** Information shown follows **

impl<'s> PlanCompiler<'s> {
    /// A compiler using the built-in registry and [`NestingMode::Resolve`].
    pub fn new(schema: &'s Schema) -> Self {
        Self {
            schema,
            registry: RuleRegistry::builtin(),
            nesting: NestingMode::Resolve,
        }
    }

    pub fn with_registry(mut self, registry: &'s RuleRegistry) -> Self {
        self.registry = registry;
        self
    }

    pub fn with_nesting(mut self, nesting: NestingMode) -> Self {
        self.nesting = nesting;
        self
    }

    /// Compiles the named record.
    ///
    /// Returns `Ok(None)` when the record has nothing to check.
    pub fn compile(&self, name: &str) -> Result<Option<Arc<ValidationPlan>>, CompileError> {
        let record = self
            .schema
            .get(name)
            .ok_or_else(|| CompileError::UnknownRecord(name.to_owned()))?;
        self.build(record, &mut CompileState::default())
    }

    /// Compiles a record that need not be part of the schema.
    ///
    /// Nested records are still looked up in the schema under
    /// [`NestingMode::Resolve`].
    pub fn compile_record(
        &self,
        record: &RecordDescriptor,
    ) -> Result<Option<Arc<ValidationPlan>>, CompileError> {
        self.build(record, &mut CompileState::default())
    }

    /// Compiles every record in the schema, in schema order.
    ///
    /// Nested plans are compiled once and shared. The first error aborts.
    pub fn compile_all(&self) -> Result<PlanSet, CompileError> {
        let mut state = CompileState::default();
        let mut seen = HashSet::new();
        let mut plans = Vec::new();

        for record in self.schema.records() {
            if !seen.insert(record.name.as_str()) {
                continue;
            }
            if let Some(plan) = self.build(record, &mut state)? {
                plans.push(plan);
            }
        }

        Ok(PlanSet { plans })
    }

    fn build(
        &self,
        record: &RecordDescriptor,
        state: &mut CompileState,
    ) -> Result<Option<Arc<ValidationPlan>>, CompileError> {
        if let Some(plan) = state.done.get(&record.name) {
            return Ok(plan.clone());
        }
        if let Some(start) = state.visiting.iter().position(|name| *name == record.name) {
            let mut cycle = state.visiting[start..].to_vec();
            cycle.push(record.name.clone());
            return Err(CyclicRecordError { cycle }.into());
        }

        state.visiting.push(record.name.clone());
        let steps = self.steps(record, state);
        state.visiting.pop();
        let steps = steps?;

        let plan = if steps.is_empty() {
            tracing::debug!(record = %record.name, "record has no checks, no plan");
            None
        } else {
            tracing::debug!(record = %record.name, steps = steps.len(), "compiled validation plan");
            Some(Arc::new(ValidationPlan::new(
                record.name.clone(),
                record.namespace.clone(),
                steps,
            )))
        };

        state.done.insert(record.name.clone(), plan.clone());
        Ok(plan)
    }

    fn steps(
        &self,
        record: &RecordDescriptor,
        state: &mut CompileState,
    ) -> Result<Vec<PlanStep>, CompileError> {
        let mut steps = Vec::new();

        for field in &record.fields {
            let rules =
                parse_tag(&field.name, &field.tag).map_err(|source| CompileError::MalformedTag {
                    record: record.name.clone(),
                    source,
                })?;

            for rule in rules {
                let resolution = self.registry.resolve(record, field, &rule).map_err(|source| {
                    CompileError::Resolution {
                        record: record.name.clone(),
                        source,
                    }
                })?;

                let action = match resolution {
                    Resolution::Check(check) => Action::Check(check),
                    Resolution::Descend => match self.nested(record, field, state)? {
                        Some(nested) => Action::Nested(nested),
                        None => continue,
                    },
                };

                steps.push(PlanStep {
                    field: field.name.clone(),
                    kind: field.kind,
                    rule,
                    action,
                });
            }
        }

        Ok(steps)
    }

    fn nested(
        &self,
        record: &RecordDescriptor,
        field: &FieldDescriptor,
        state: &mut CompileState,
    ) -> Result<Option<NestedPlan>, CompileError> {
        match self.nesting {
            NestingMode::Defer => Ok(Some(NestedPlan::Deferred {
                type_name: field.type_name.clone(),
            })),
            NestingMode::Resolve => {
                let Some(target) = self.schema.get(&field.type_name) else {
                    return Err(CompileError::Resolution {
                        record: record.name.clone(),
                        source: RuleResolutionError::UnknownRecord {
                            field: field.name.clone(),
                            record: field.type_name.clone(),
                        },
                    });
                };
                // a nested record without checks contributes nothing
                Ok(self.build(target, state)?.map(NestedPlan::Resolved))
            }
        }
    }
}
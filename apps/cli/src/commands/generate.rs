//! `tagval generate`: write one validator file per namespace.

use std::path::PathBuf;

use anyhow::Context;
use clap::Args;
use tagval_codegen::generate;

use crate::config::CliConfig;
use crate::manifest;

#[derive(Args, Debug)]
pub struct GenerateArgs {
    /// Record manifest (.toml, .json, .yaml).
    pub manifest: PathBuf,

    /// Directory the generated files are written to.
    #[arg(short, long, default_value = ".")]
    pub out_dir: PathBuf,

    /// Path of the runtime crate in generated code.
    #[arg(long)]
    pub runtime_path: Option<String>,

    /// Omit the "generated, do not edit" banner.
    #[arg(long)]
    pub no_header: bool,
}

pub fn run_generate(args: &GenerateArgs, config: &CliConfig) -> anyhow::Result<u8> {
    let mut generator = config.generator.clone();
    if let Some(path) = &args.runtime_path {
        generator.runtime_path.clone_from(path);
    }
    if args.no_header {
        generator.header = false;
    }

    let schema = manifest::load(&args.manifest)?;
    let files = generate(&schema, &generator)?;

    if files.is_empty() {
        println!("no validation tags found; nothing written");
        return Ok(0);
    }

    std::fs::create_dir_all(&args.out_dir)
        .with_context(|| format!("failed to create {}", args.out_dir.display()))?;

    for file in &files {
        let path = args.out_dir.join(&file.file_name);
        std::fs::write(&path, &file.contents)
            .with_context(|| format!("failed to write {}", path.display()))?;
        tracing::info!(namespace = %file.namespace, path = %path.display(), "wrote validators");
        println!("wrote {}", path.display());
    }

    Ok(0)
}
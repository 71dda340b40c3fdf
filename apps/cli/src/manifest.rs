//! Record manifests: the descriptors `generate`, `check` and `validate` read.
//!
//! ```toml
//! [[record]]
//! name = "FooStruct"
//! namespace = "accounts"
//!
//! [[record.field]]
//! name = "email"
//! kind = "text"
//! tag = "req,email"
//! ```
//!
//! JSON and YAML manifests use the same shape with a `records` list.

use std::path::Path;

use anyhow::{Context, bail};
use serde::Deserialize;
use tagval_codegen::{RecordDescriptor, Schema};

#[derive(Debug, Default, Deserialize)]
#[serde(deny_unknown_fields)]
struct Manifest {
    #[serde(default, alias = "record")]
    records: Vec<RecordDescriptor>,
}

/// Manifest syntax, chosen by file extension.
#[derive(Debug, Clone, Copy, PartialEq, Eq)]
pub enum ManifestFormat {
    Toml,
    Json,
    Yaml,
}

impl ManifestFormat {
    pub fn from_path(path: &Path) -> Option<Self> {
        let ext = path.extension()?.to_str()?.to_ascii_lowercase();
        match ext.as_str() {
            "toml" => Some(Self::Toml),
            "json" => Some(Self::Json),
            "yaml" | "yml" => Some(Self::Yaml),
            _ => None,
        }
    }
}

/// Reads the manifest at `path` into a schema.
pub fn load(path: &Path) -> anyhow::Result<Schema> {
    let Some(format) = ManifestFormat::from_path(path) else {
        bail!(
            "unsupported manifest {}: expected a .toml, .json, .yaml or .yml file",
            path.display()
        );
    };
    let text = std::fs::read_to_string(path)
        .with_context(|| format!("failed to read manifest {}", path.display()))?;
    let schema =
        parse(&text, format).with_context(|| format!("invalid manifest {}", path.display()))?;

    tracing::debug!(
        path = %path.display(),
        records = schema.len(),
        "loaded manifest"
    );
    Ok(schema)
}

/// Parses manifest text.
pub fn parse(text: &str, format: ManifestFormat) -> anyhow::Result<Schema> {
    let manifest: Manifest = match format {
        ManifestFormat::Toml => toml::from_str(text)?,
        ManifestFormat::Json => serde_json::from_str(text)?,
        ManifestFormat::Yaml => serde_yaml::from_str(text)?,
    };
    Ok(Schema::new(manifest.records))
}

** End of Information shown **

Please transcribe exactly the line containing "#[derive(Debug, Default, Deserialize)]" and every line after it through the end of the records, and nothing else.

§ **Response to this task**
#[derive(Debug, Default, Deserialize)]
#[serde(deny_unknown_fields)]
struct Manifest {
    #[serde(default, alias = "record")]
    records: Vec<RecordDescriptor>,
}

/// Manifest syntax, chosen by file extension.
#[derive(Debug, Clone, Copy, PartialEq, Eq)]
pub enum ManifestFormat {
    Toml,
    Json,
    Yaml,
}

impl ManifestFormat {
    pub fn from_path(path: &Path) -> Option<Self> {
        let ext = path.extension()?.to_str()?.to_ascii_lowercase();
        match ext.as_str() {
            "toml" => Some(Self::Toml),
            "json" => Some(Self::Json),
            "yaml" | "yml" => Some(Self::Yaml),
            _ => None,
        }
    }
}

/// Reads the manifest at `path` into a schema.
pub fn load(path: &Path) -> anyhow::Result<Schema> {
    let Some(format) = ManifestFormat::from_path(path) else {
        bail!(
            "unsupported manifest {}: expected a .toml, .json, .yaml or .yml file",
            path.display()
        );
    };
    let text = std::fs::read_to_string(path)
        .with_context(|| format!("failed to read manifest {}", path.display()))?;
    let schema =
        parse(&text, format).with_context(|| format!("invalid manifest {}", path.display()))?;

    tracing::debug!(
        path = %path.display(),
        records = schema.len(),
        "loaded manifest"
    );
    Ok(schema)
}

/// Parses manifest text.
pub fn parse(text: &str, format: ManifestFormat) -> anyhow::Result<Schema> {
    let manifest: Manifest = match format {
        ManifestFormat::Toml => toml::from_str(text)?,
        ManifestFormat::Json => serde_json::from_str(text)?,
        ManifestFormat::Yaml => serde_yaml::from_str(text)?,
    };
    Ok(Schema::new(manifest.records))
}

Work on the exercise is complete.